Terrence Michael Walsh (6 November 1953 – 9 August 1987) was a singer, song writer and musician. Born in Liverpool, England and migrated to Sydney with his mother and father in early 1962. He is best known as Johnny Dole, lead singer and one of the founding members of the Sydney Punk Rock band Johnny Dole & The Scabs (1977–78).

Early life
Growing up in the Sydney suburb of Marrickville and coming from a family with a background in entertainment including his grandmother, Elsie Brown who was a vaudevillian style banjo player/entertainer and his father who was also a singer and dancer it was inevitable Walsh would follow in their footsteps.

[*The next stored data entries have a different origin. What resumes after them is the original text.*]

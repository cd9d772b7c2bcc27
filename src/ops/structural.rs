//! Transpose, minor, sum, product, scalar product

use crate::error::{Error, Result};
use crate::matrix::Matrix;

impl Matrix {
    /// The transpose: dimensions swapped, `t[j][i] = self[i][j]`.
    pub fn transpose(&self) -> Matrix {
        let (height, width) = self.shape();
        let mut t = Matrix::zeroed(width, height);
        for row in 0..height {
            for col in 0..width {
                t.put(col, row, self.at(row, col));
            }
        }
        t
    }

    /// The `(row, col)` minor: this matrix with row `row` and column `col`
    /// deleted, remaining rows and columns keeping their relative order.
    ///
    /// Fails with [`Error::TooSmall`] when either dimension is below 2 and
    /// [`Error::IndexOutOfBounds`] when `row` or `col` is outside the
    /// matrix.
    pub fn minor(&self, row: usize, col: usize) -> Result<Matrix> {
        let (height, width) = self.shape();
        if height < 2 || width < 2 {
            return Err(Error::TooSmall {
                size: height.min(width),
                min: 2,
                op: "minor",
            });
        }
        if row >= height || col >= width {
            return Err(Error::out_of_bounds(row, col, height, width));
        }

        let mut minor = Matrix::zeroed(height - 1, width - 1);
        let mut dest_row = 0;
        for source_row in 0..height {
            if source_row == row {
                continue;
            }
            let mut dest_col = 0;
            for source_col in 0..width {
                if source_col == col {
                    continue;
                }
                minor.put(dest_row, dest_col, self.at(source_row, source_col));
                dest_col += 1;
            }
            dest_row += 1;
        }
        Ok(minor)
    }

    /// Elementwise sum with `other`.
    ///
    /// Fails with [`Error::ShapeMismatch`] unless both dimensions agree.
    pub fn sum(&self, other: &Matrix) -> Result<Matrix> {
        if self.shape() != other.shape() {
            return Err(Error::shape_mismatch(self.shape(), other.shape()));
        }
        let mut result = self.clone();
        for row in 0..self.height() {
            for col in 0..self.width() {
                result.put(row, col, self.at(row, col) + other.at(row, col));
            }
        }
        Ok(result)
    }

    /// The matrix product `self * other`.
    ///
    /// For `self` of shape `m x n` and `other` of shape `n x p` the result
    /// has shape `m x p` with `cell(i, j) = sum_k self[i][k] * other[k][j]`.
    /// The product does not commute.
    ///
    /// Fails with [`Error::IncompatibleProduct`] when
    /// `self.width() != other.height()`.
    pub fn product(&self, other: &Matrix) -> Result<Matrix> {
        if self.width() != other.height() {
            return Err(Error::IncompatibleProduct {
                left: self.shape(),
                right: other.shape(),
            });
        }

        let mut result = Matrix::zeroed(self.height(), other.width());
        for i in 0..self.height() {
            for j in 0..other.width() {
                let mut acc = 0.0;
                for k in 0..self.width() {
                    acc += self.at(i, k) * other.at(k, j);
                }
                result.put(i, j, acc);
            }
        }
        Ok(result)
    }

    /// Every cell multiplied by `scalar`, as a new matrix. Never mutates
    /// the input.
    pub fn scalar_product(&self, scalar: f64) -> Matrix {
        let mut result = self.clone();
        for row in 0..self.height() {
            for col in 0..self.width() {
                result.put(row, col, scalar * self.at(row, col));
            }
        }
        result
    }
}

#[cfg(test)]
mod tests {
    use super::*;

    #[test]
    fn minor_drops_the_requested_row_and_column() {
        let m = Matrix::from_rows(&[
            vec![1.0, 2.0, 3.0],
            vec![4.0, 5.0, 6.0],
            vec![7.0, 8.0, 9.0],
        ])
        .unwrap();

        let minor = m.minor(1, 0).unwrap();
        assert_eq!(minor.shape(), (2, 2));
        assert_eq!(minor.as_slice(), &[2.0, 3.0, 8.0, 9.0]);
    }

    #[test]
    fn minor_requires_size_at_least_two() {
        let m = Matrix::from_rows(&[vec![1.0]]).unwrap();
        assert_eq!(
            m.minor(0, 0),
            Err(Error::TooSmall {
                size: 1,
                min: 2,
                op: "minor"
            })
        );
    }

    #[test]
    fn minor_checks_bounds() {
        let m = Matrix::zeros(2, 2).unwrap();
        assert_eq!(m.minor(2, 0), Err(Error::out_of_bounds(2, 0, 2, 2)));
    }
}
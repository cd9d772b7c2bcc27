//! Diagnostic rendering of matrix contents

use super::Matrix;
use std::fmt;

/// Renders rows on separate lines, cells tab-separated with two decimals.
///
/// This is a diagnostic dump, not part of the algebraic contract; use it
/// for logging and debugging small matrices.
impl fmt::Display for Matrix {
    fn fmt(&self, f: &mut fmt::Formatter<'_>) -> fmt::Result {
        for row in 0..self.height() {
            if row > 0 {
                writeln!(f)?;
            }
            for col in 0..self.width() {
                if col > 0 {
                    write!(f, "\t")?;
                }
                write!(f, "{:.2}", self.at(row, col))?;
            }
        }
        Ok(())
    }
}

His mother Betty, affectionately known as "Vicki" would take him to many talent quests encouraging him to be as good as he could and his singing was improving all the time. By the age of 14 Walsh had sent away for his first "mail order" guitar from the Melody School of Music. Enlisting the services of guitar teacher Lynton Bridge of Campsie and with lots of hard work he was soon playing like a pro.

The 70s

During the early 70s Walsh sang and performed in many Sydney bands including, Eddy Halley & The Starliters featuring Tony Haley. On Walsh's suggestion they changed their name to Eddy Holly and Sirikit. They were a 50s revival band doing recreations of 50s artists such as Elvis Presley, Buddy Holly and Eddie Cochran, who were some of Walsh's heroes. During his time with Eddy Holly and Sirikit he was using the stage name Mike Walsh, to cash in on the TV host of the same name. In 1975 he formed The Strays who would slowly morph into Johnny Dole & The Scabs by 1977.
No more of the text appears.